Work order:
Each line of the entries, from the first to the line containing "commands against a", is to be transcribed exactly as it stands; include no other lines.

Stored data entries:
--- --- ---
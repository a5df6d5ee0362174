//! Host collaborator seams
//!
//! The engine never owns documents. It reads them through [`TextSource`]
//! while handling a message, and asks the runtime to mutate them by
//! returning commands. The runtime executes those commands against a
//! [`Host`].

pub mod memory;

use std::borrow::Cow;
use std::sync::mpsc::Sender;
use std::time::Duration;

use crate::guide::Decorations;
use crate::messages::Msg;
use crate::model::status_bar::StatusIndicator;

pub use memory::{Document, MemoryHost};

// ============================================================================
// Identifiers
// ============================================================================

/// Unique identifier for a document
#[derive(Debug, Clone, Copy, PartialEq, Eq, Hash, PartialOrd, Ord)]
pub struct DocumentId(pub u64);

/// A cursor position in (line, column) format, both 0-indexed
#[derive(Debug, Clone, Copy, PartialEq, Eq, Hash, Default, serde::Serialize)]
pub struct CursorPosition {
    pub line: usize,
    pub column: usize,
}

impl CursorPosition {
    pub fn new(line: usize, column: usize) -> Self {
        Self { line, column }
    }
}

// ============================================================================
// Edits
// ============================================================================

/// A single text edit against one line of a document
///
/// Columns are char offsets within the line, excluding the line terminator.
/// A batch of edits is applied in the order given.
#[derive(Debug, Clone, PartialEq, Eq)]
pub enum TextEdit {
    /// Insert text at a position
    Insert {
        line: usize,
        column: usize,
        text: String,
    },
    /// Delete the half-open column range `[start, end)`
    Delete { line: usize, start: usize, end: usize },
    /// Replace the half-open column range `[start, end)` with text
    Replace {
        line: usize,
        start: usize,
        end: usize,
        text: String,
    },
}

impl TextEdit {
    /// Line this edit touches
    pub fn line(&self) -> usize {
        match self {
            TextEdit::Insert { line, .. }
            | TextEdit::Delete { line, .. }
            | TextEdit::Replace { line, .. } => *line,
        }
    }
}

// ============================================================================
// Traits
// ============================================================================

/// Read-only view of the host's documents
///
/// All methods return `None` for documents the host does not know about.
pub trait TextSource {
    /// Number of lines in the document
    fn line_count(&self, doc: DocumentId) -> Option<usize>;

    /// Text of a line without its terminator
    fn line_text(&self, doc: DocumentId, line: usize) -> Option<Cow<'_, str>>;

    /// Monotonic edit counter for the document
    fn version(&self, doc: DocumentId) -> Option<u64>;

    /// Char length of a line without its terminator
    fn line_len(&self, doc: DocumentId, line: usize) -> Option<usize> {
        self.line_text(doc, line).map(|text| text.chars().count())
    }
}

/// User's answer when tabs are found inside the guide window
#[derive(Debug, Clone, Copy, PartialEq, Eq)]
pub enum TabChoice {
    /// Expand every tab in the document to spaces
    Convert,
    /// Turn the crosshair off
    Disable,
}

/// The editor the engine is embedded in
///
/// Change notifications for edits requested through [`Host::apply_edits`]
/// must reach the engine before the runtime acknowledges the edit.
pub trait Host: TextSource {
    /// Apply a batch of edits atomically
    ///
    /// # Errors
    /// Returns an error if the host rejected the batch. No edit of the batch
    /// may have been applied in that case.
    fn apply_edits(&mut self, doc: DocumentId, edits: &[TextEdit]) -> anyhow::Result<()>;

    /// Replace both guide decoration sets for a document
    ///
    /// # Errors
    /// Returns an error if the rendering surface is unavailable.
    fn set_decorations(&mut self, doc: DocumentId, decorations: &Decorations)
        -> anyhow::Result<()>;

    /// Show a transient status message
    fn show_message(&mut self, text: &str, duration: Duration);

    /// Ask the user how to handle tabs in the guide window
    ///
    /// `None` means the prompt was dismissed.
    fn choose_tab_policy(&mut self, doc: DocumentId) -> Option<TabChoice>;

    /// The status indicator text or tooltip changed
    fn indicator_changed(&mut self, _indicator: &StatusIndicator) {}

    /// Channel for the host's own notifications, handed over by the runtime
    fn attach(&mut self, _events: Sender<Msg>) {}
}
--- --- ---
Solution below:
repository a5df6d5ee0362174
//! Host collaborator seams
//!
//! The engine never owns documents. It reads them through [`TextSource`]
//! while handling a message, and asks the runtime to mutate them by
//! returning commands. The runtime executes those commands against a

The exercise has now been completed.